Precisely because this is an entirely new strain, experts can't predict with certainty what will happen. Even if this current outbreak ends with the heat of summer, there are no guarantees the virus will not return when the flu season begins next fall.
"The big concern is that this is a new and unknown virus that no one has been exposed to before, and it seems to have spread rather quickly," says Charles Pattavina, MD, FACEP, chief of emergency medicine at St. Joseph Hospital in Bangor, ME.
David Ross, DO, FACEP, an emergency physician at Penrose Hospital in Colorado Springs, CO, and a spokesman for the American College of Emergency Physicians (ACEP), says, "The severity of these cases in the U.S. so far has been very mild, so the quick answer is it's not very serious. But the potential for spread is much more serious and more concerning and, in the fall, this virus may mutate and become substantially more severe."
Katherine West, BSN, MSED, CIC, infection control consultant at Infection Control/Emerging Concepts in Manassas, VA, says, "We just don't know how serious a threat this is, but so far it seems to be acting as a normal flu would. We have to keep this in perspective." That "perspective" includes the fact that about 36,000 people in the United States die from influenza every year, she says. "Yes, there are going to be deaths, but the media is inciting fear in the way they cover this," West complains. As ED Management goes to press, the total number of confirmed cases in the United States is nearly 900, including two deaths.
Nonetheless, ED managers, including Pattavina, are taking no chances. "We've made sure that we're up to date on fitting for [N95] masks, and we've reviewed the usual procedures for precautions with respiratory illnesses," he says.
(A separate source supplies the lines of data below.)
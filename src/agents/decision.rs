//! Typed decision contracts returned by the agent interface (spec §4.5).
//! Every variant here is also the shape validated as an agent's structured
//! JSON output before the engine is allowed to apply it.

use serde::{Deserialize, Serialize};
use uuid::Uuid;

use crate::rules::trade_validation::TradeProposal;

#[derive(Debug, Clone, Copy, PartialEq, Eq, Serialize, Deserialize)]
pub enum JailAction {
    PayFine,
    UseCard,
    RollDoubles,
}

#[derive(Debug, Clone, Serialize, Deserialize)]
pub struct BuildAction {
    pub position: u8,
    pub sell: bool,
}

#[derive(Debug, Clone, Serialize, Deserialize)]
pub struct MortgageAction {
    pub position: u8,
    pub unmortgage: bool,
}

/// The bundle an agent returns at PRE_ROLL and POST_ROLL (spec §4.5: "bundle
/// of (trades, builds, mortgages, unmortgages)"). Builds and mortgages are
/// merged into one list since each item already states its direction.
#[derive(Debug, Clone, Default, Serialize, Deserialize)]
pub struct ActionBundle {
    pub propose_trade: Option<TradeProposal>,
    pub builds: Vec<BuildAction>,
    pub mortgages: Vec<MortgageAction>,
}

/// Plan an agent returns from `resolve_debt` (spec §9 "explicit multi-stage
/// resolver returning a plan"). The orchestrator applies stages in order and
/// re-checks solvency after each.
#[derive(Debug, Clone, Default, Serialize, Deserialize)]
pub struct DebtPlan {
    pub sell_buildings: Vec<u8>,
    pub mortgage: Vec<u8>,
    pub propose_trade: Option<TradeProposal>,
    pub declare_bankruptcy: bool,
}

/// Dual-channel output attached to every agent decision (spec §4.5: speech
/// ≤ 30 words, thought 2-3 sentences, both may be empty).
#[derive(Debug, Clone, Default, Serialize, Deserialize)]
pub struct AgentUtterance {
    pub public_speech: String,
    pub private_thought: String,
}

/// A decision plus its utterance, and whether it was produced by the
/// deterministic fallback rather than the backing model (spec §6.1
/// `AGENT_SPOKE{fallback}`).
#[derive(Debug, Clone)]
pub struct Decision<T> {
    pub value: T,
    pub utterance: AgentUtterance,
    pub fallback: bool,
}

impl<T> Decision<T> {
    pub fn new(value: T, utterance: AgentUtterance) -> Self {
        Self {
            value,
            utterance,
            fallback: false,
        }
    }

    pub fn fallback(value: T) -> Self {
        Self {
            value,
            utterance: AgentUtterance::default(),
            fallback: true,
        }
    }
}

#[derive(Debug, Clone, Serialize, Deserialize)]
pub struct TradeResponse {
    pub trade_id: Uuid,
    pub accept: bool,
}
At the state's request, his department has changed the swab it uses for flu testing so that the same swab also can be used to test for H1N1, Pattavina says. "They've asked us the call them if we want to test for swine flu, to make sure the case meets their criteria, such as travel history, exposure to someone who has or is suspicious for the disease, and if they have gastro symptoms, which do not typically accompany the flu," he says.
Finally, Pattavina adds, his department has cut back on "liberal" flu testing so as not to run out of supplies.
At Penrose hospital, Ross has a built-in advantage. "We have a physician on our emergency medicine staff that has an MPH, and he's very interested in pandemics and influenza, so in addition to all the outside sources we get information from, like the [Centers for Disease Control and Prevention] and the Department of Public Health, he's been giving us advice as well," he says.
So, for example, this doctor has recommended that additional questions be asked during triage to determine if the patients are at risk for H1N1, such as whether they have fever, cough, congestion, vomiting, and diarrhea. "If they answer 'yes,' we ask if they have been in Mexico or any of the border states," Ross says. "If they answer 'yes' again, we put them in a surgical mask and in a room with a door instead of a bay." Then, he says, the doctors or other staff members treating them wear N95 masks. "After the physician asks some more in-depth questions, the decision is made whether to keep the masks on or remove them," Ross adds.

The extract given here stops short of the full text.